Critical Concentration (Cc): If actin concentration is lower than Cc, no growth occurs. If
higher than Cc, growth occurs.

Steady State: Both ends of the actin filament remain balanced.

Dissociation Constant (Kd): High Kd corresponds to high free energy, which destabilizes the
filament.

Module 8: Accessory Proteins & Microtubules
Accessory Proteins: Link filaments to other cellular components.

Tubulin Dynamics: Alpha-tubulin does not break down (- end), but beta-tubulin undergoes
hydrolysis (+ end).

Dynamic Instability: Microtubules grow and shrink rapidly.

Treadmilling: Actin filaments add subunits at one end while removing from the other.

Catastrophe: Rapid shrinkage of microtubules, followed by rescue when growth resumes.

F-Actin: Filamentous actin that arranges from head to toe. G-Actin: Globular actin subunits.

Module 9
Profilin: Moves actin from the thymosin pool to the plus end, promoting filament growth.

Cofilin: Disassembles old actin filaments (ADP-bound) to allow new actin to form.

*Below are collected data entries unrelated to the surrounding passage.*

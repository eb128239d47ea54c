//! Face detector and embedding model seams, plus the image geometry shared by
//! their implementations.

use image::{DynamicImage, GenericImageView};

use crate::db::BoundingBox;

/// A face found by a detector, before embedding.
#[derive(Debug, Clone, PartialEq)]
pub struct Detection {
    pub bbox: BoundingBox,
    pub confidence: f32,
}

/// Finds faces in a decoded image.
pub trait FaceDetector: Send + Sync {
    fn detect(&self, image: &DynamicImage) -> anyhow::Result<Vec<Detection>>;

    /// Release model resources. Later calls to `detect` fail.
    fn close(&self) {}
}

/// Maps a cropped face to a fixed-length identity vector.
///
/// Implementations take `&self` and may be shared across workers; one that
/// cannot run concurrently must serialize internally.
pub trait EmbeddingModel: Send + Sync {
    fn dimension(&self) -> usize;

    fn embed(&self, face: &DynamicImage) -> anyhow::Result<Vec<f32>>;

    fn close(&self) {}
}

/// Crop a normalized box out of `img`, grown by `padding` of its size on every side.
pub fn crop_face(img: &DynamicImage, bbox: &BoundingBox, padding: f32) -> DynamicImage {
    let (img_width, img_height) = img.dimensions();
    let (w, h) = (img_width as f32, img_height as f32);

    let pad_x = bbox.width() * padding;
    let pad_y = bbox.height() * padding;

    let left = ((bbox.left - pad_x).max(0.0) * w).round() as u32;
    let top = ((bbox.top - pad_y).max(0.0) * h).round() as u32;
    let right = ((bbox.right + pad_x).min(1.0) * w).round() as u32;
    let bottom = ((bbox.bottom + pad_y).min(1.0) * h).round() as u32;

    let x = left.min(img_width.saturating_sub(1));
    let y = top.min(img_height.saturating_sub(1));
    let crop_w = right.saturating_sub(x).max(1).min(img_width - x);
    let crop_h = bottom.saturating_sub(y).max(1).min(img_height - y);

    img.crop_imm(x, y, crop_w, crop_h)
}

/// Scale `v` to unit length in place. Returns false for a zero or non-finite vector.
pub fn l2_normalize(v: &mut [f32]) -> bool {
    let norm: f32 = v.iter().map(|x| x * x).sum::<f32>().sqrt();
    if norm == 0.0 || !norm.is_finite() {
        return false;
    }
    for x in v.iter_mut() {
        *x /= norm;
    }
    true
}

/// Non-maximum suppression to remove overlapping detections
pub fn nms(mut detections: Vec<Detection>, threshold: f32) -> Vec<Detection> {
    detections.sort_by(|a, b| {
        b.confidence
            .partial_cmp(&a.confidence)
            .unwrap_or(std::cmp::Ordering::Equal)
    });

    let mut keep: Vec<Detection> = Vec::new();
    for candidate in detections {
        if keep.iter().all(|kept| iou(&kept.bbox, &candidate.bbox) <= threshold) {
            keep.push(candidate);
        }
    }
    keep
}

/// Intersection over union of two boxes
pub fn iou(a: &BoundingBox, b: &BoundingBox) -> f32 {
    let inter = BoundingBox {
        left: a.left.max(b.left),
        top: a.top.max(b.top),
        right: a.right.min(b.right),
        bottom: a.bottom.min(b.bottom),
    };

    let intersection = inter.width() * inter.height();
    let union = a.width() * a.height() + b.width() * b.height() - intersection;

    if union > 0.0 {
        intersection / union
    } else {
        0.0
    }
}
use chrono::{DateTime, Utc};
use rusqlite::{params, Connection, OptionalExtension, Row};

use crate::error::Result;

#[derive(Debug, Clone, PartialEq)]
pub struct WatchFolder {
    pub id: i64,
    pub path: String,
    pub is_enabled: bool,
    pub created_at: DateTime<Utc>,
}

fn row_to_folder(row: &Row<'_>) -> rusqlite::Result<WatchFolder> {
    Ok(WatchFolder {
        id: row.get(0)?,
        path: row.get(1)?,
        is_enabled: row.get(2)?,
        created_at: row.get(3)?,
    })
}

/// Add a folder, or return the existing row for the same path.
pub fn add(conn: &Connection, path: &str, at: DateTime<Utc>) -> Result<WatchFolder> {
    conn.execute(
        "INSERT OR IGNORE INTO watch_folders (path, is_enabled, created_at) VALUES (?, 1, ?)",
        params![path, at],
    )?;
    Ok(conn.query_row(
        "SELECT id, path, is_enabled, created_at FROM watch_folders WHERE path = ?",
        [path],
        row_to_folder,
    )?)
}

pub fn get(conn: &Connection, id: i64) -> Result<Option<WatchFolder>> {
    Ok(conn
        .query_row(
            "SELECT id, path, is_enabled, created_at FROM watch_folders WHERE id = ?",
            [id],
            row_to_folder,
        )
        .optional()?)
}

pub fn list(conn: &Connection, enabled_only: bool) -> Result<Vec<WatchFolder>> {
    let mut stmt = conn.prepare(
        r#"
        SELECT id, path, is_enabled, created_at FROM watch_folders
        WHERE ?1 = 0 OR is_enabled = 1
        ORDER BY path
        "#,
    )?;
    let folders = stmt
        .query_map([enabled_only], row_to_folder)?
        .filter_map(|r| r.ok())
        .collect();
    Ok(folders)
}

pub fn set_enabled(conn: &Connection, id: i64, enabled: bool) -> Result<bool> {
    let updated = conn.execute(
        "UPDATE watch_folders SET is_enabled = ? WHERE id = ?",
        params![enabled, id],
    )?;
    Ok(updated > 0)
}

pub fn remove(conn: &Connection, id: i64) -> Result<bool> {
    Ok(conn.execute("DELETE FROM watch_folders WHERE id = ?", [id])? > 0)
}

Stathmin: Reduces the rate of elongation.

Gelsolin: Facilitates actin filament dynamics by binding to the plus end and promoting
depolymerization.

Intermediate Filaments: Non-polar structures that provide structural support to cells.

Vimentin-Like Proteins: Provide support to muscle cells by stabilizing intermediate
filaments.

Microtubule-Severing Proteins: Disassemble microtubules and promote the formation of
new ones.

Tropomodulin: Caps the minus end of actin filaments, preventing disassembly and
stabilizing the filament.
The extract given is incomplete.